A new simple test for all 50 STR disorders at once

In our studywe have developed a single diagnostic test that is faster, more efficient, and more accurate than existing methods for genetically diagnosing disorders caused by STR expansion.

We used a sequencing technology known as nanopore sequencing, which allowed us to target any region within the genome using programmable coordinates. The sequencer can be programmed to recognize and reject specific DNA sequence fragments during a sequencing experiment. Eliminating laboratory-based molecular targeting allows us to choose new diagnostic targets at will, such as: B. newly discovered STR extensions.

This means we can target all 50 conditions in a single test, plus any additional targets needed by the clinician. Notably, we have already added certain pharmacogenetic genes that can predict adverse drug side effects in predisposed individuals.
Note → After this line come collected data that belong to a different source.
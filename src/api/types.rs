use serde::Serialize;

#[derive(Debug, Serialize)]
pub struct ApiResponse<T> {
    pub success: bool,
    #[serde(skip_serializing_if = "Option::is_none")]
    pub data: Option<T>,
    #[serde(skip_serializing_if = "Option::is_none")]
    pub error: Option<String>,
}

impl<T> ApiResponse<T> {
    pub const fn success(data: T) -> Self {
        Self {
            success: true,
            data: Some(data),
            error: None,
        }
    }

    pub fn error(message: impl Into<String>) -> Self {
        Self {
            success: false,
            data: None,
            error: Some(message.into()),
        }
    }
}

#[derive(Debug, Serialize)]
pub struct MessageResponse {
    pub message: String,
}

impl MessageResponse {
    pub fn new(message: impl Into<String>) -> Self {
        Self {
            message: message.into(),
        }
    }
}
For example, our custom test can diagnose a person with HD, predict the likelihood of passing the mutation on to their children, and create an individual drug metabolism profile for commonly prescribed antidepressants in HD such as citalopram and escitalopram, thereby avoiding high risk of drug toxicity.

The future of genetic testing

The nanopore technology used in this test is smaller and cheaper than current clinical tests. The device is the size of a stapler and costs around $1,000 to purchase compared to the hundreds of thousands needed for mainstream sequencing technology. We anticipate that these factors will provide incentives for enrollment in pathology labs within the next 2-5 years. We anticipate that state-of-the-art nanopore devices will readily replace older molecular methods such as Southern blotting.

Due to the flexible nature of this technology, we also anticipate that it will be an excellent tool for discovering new genetic links to suspected hereditary diseases.

It is estimated that Less than 50% of rare disease patients receive an accurate genetic diagnosis, even with extensive whole-genome testing. It is likely that many of the unresolved patients have more difficult genetic alterations in difficult-to-sequence regions such as STR regions. With more robust targeted genome sequencing, potentially pathogenic regions are likely to be implicated in many diseases of unknown cause.

Sanjog Chintalaphani is a medical student at UNSW Sydney School of Medicine and St Vincent Clinical School. He collaborates with the Kinghorn Center for Clinical Genomics at the Garvan Institute of Medical Research.

The statements or opinions expressed in this article reflect the views of the authors and do not constitute the official policy of the AMA, the MJA or InSight+ unless otherwise stated.